(L) [2019/02/07] [ost
by olliej] [Performance issues with Wald&havran's nlogn kdtree construction] Wayback!I've been attempting to implement Wald and Havran's nlogn kdtree construction for a photon map implementation, and it consistently has vastly worse construction perf, and I'm not sure how much is due to splitting semantics.
If I implement the naive nlog^2n algorithm using a median split as suggested by Jensen then the split logic (assuming sorted list) is (pseudo code)
Code: [LINK # Select all]split_axis = {longest axis}
List<Photons> the_photons = {list of photons sorted along split axis}
split_index = the_photons.len
split_plane = the_photons[split_index].position[split_axis]
left = the_photons[0..split_index)
right = the_photons[split_index..the_photons.len)
This fairly obviously results in a guaranteed max time complexity of nlog^2n, and performance (by measurements) seems to grow at approximately that rate.
When I try to use the W&H approach the constant factors seem to be vastly higher, and the tree ends up being much worse. I believe the issue is how I'm splitting.
Here's what I'm doing (pseudo code again)
Code: [LINK # Select all]
 initial setup:
   events = [];
   for photon in photons {
      for axis in {x,y,z} {
         events.push({axis:x, photon:&photon}) // Actual data structure is saner, but functionally equivalent
      }
   }
   sorted_events = sort events by position
 
 splitting:
   events = sorted list of events for this node
   split_index = the_photons.len
   split_axis = {longest axis}
   left_count = events.len / 3  / 2 // we have 3 events per photon
   
   // find the actual split point
   split_event = {}
   max_axis_count = 0 // actual variable name is also terrible :D
   for event in events {
      if (event.axis != split_axis)
        continue
      max_axis_count++;
      if (max_axis_count != left_count)
        continue
      split_event = event
      break
   }
   ...
 
At this point I have to actually split around Code: [LINK # Select all]split_event, but I can't work out how to do so efficiently.

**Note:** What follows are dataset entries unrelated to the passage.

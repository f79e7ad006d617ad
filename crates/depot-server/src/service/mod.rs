//! Application state and dependency injection.

mod analyses;
mod availability;
mod provision;

pub mod paths;

use depot_opendal::{StorageBackend, StorageConfig};
use serde::{Deserialize, Serialize};

pub use crate::service::analyses::AnalysisService;
pub use crate::service::availability::{
    AvailabilityReport, AvailabilityService, DEFAULT_CONCURRENT_CHECKS,
};
pub use crate::service::provision::{ProvisionRequest, ProvisionService};
// Re-export error types from crate root for convenience
pub use crate::{Error, Result};

/// Service layer configuration.
#[derive(Debug, Clone, PartialEq, Serialize, Deserialize)]
#[must_use = "config does nothing unless you use it"]
pub struct ServiceConfig {
    /// Storage backend holding models, custom nodes, and analyses.
    pub storage: StorageConfig,
    /// Maximum number of concurrent storage existence lookups.
    #[serde(default = "default_concurrent_checks")]
    pub concurrent_checks: usize,
}

fn default_concurrent_checks() -> usize {
    DEFAULT_CONCURRENT_CHECKS
}

impl ServiceConfig {
    /// Creates a config for the given storage backend with defaults.
    pub fn new(storage: StorageConfig) -> Self {
        Self {
            storage,
            concurrent_checks: DEFAULT_CONCURRENT_CHECKS,
        }
    }
}

/// Application state.
///
/// Used for the [`State`] extraction (dependency injection).
///
/// [`State`]: axum::extract::State
#[must_use = "state does nothing unless you use it"]
#[derive(Clone)]
pub struct ServiceState {
    pub storage: StorageBackend,
    pub analyses: AnalysisService,
    pub availability: AvailabilityService,
    pub provision: ProvisionService,
}

impl ServiceState {
    /// Initializes application state from configuration.
    pub fn from_config(config: ServiceConfig) -> Result<Self> {
        let storage = StorageBackend::new(config.storage)?;
        Ok(Self::with_storage(storage, config.concurrent_checks))
    }

    /// Initializes application state over an existing storage backend.
    pub fn with_storage(storage: StorageBackend, concurrent_checks: usize) -> Self {
        Self {
            analyses: AnalysisService::new(storage.clone()),
            availability: AvailabilityService::new(storage.clone(), concurrent_checks),
            provision: ProvisionService::new(storage.clone()),
            storage,
        }
    }
}

macro_rules! impl_di {
    ($($f:ident: $t:ty),+ $(,)?) => {$(
        impl axum::extract::FromRef<ServiceState> for $t {
            fn from_ref(state: &ServiceState) -> Self {
                state.$f.clone()
            }
        }
    )+};
}

impl_di!(
    storage: StorageBackend,
    analyses: AnalysisService,
    availability: AvailabilityService,
    provision: ProvisionService,
);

The reason my current code goes wrong is because I split on Code: [LINK # Select all]event.position[split_axis] < split_event.position[split_axis].
This trivially ends up breaking the invariant that left and right nodes are split in the middle of the photons along the split axis.
The problem I can't work out is how to do the split given that the events along the left and right of the split may include events belonging to photons that belong in the other half. What we logically want is something like:
Code: [LINK # Select all]   ...
   left_events = set{}
   for event in events {
      if (event.axis != split_axis)
        continue
      left_events.add(event.photon)
      max_axis_count++;
      if (max_axis_count != left_count)
        continue
      split_event = event
      break
   }
then our split logic easily becomes a matter of splitting on Code: [LINK # Select all]left_events.contains(event.photon)
But that introduces a hash table or similar which both uses a large amount of memory and is expensive to build.
The alternative method I can think of it to essentially store left/right in the photon structure itself, and then during the split search update as appropriate, doing that seems kind of ugly, but seems like it would be the computationally fastest way to do it?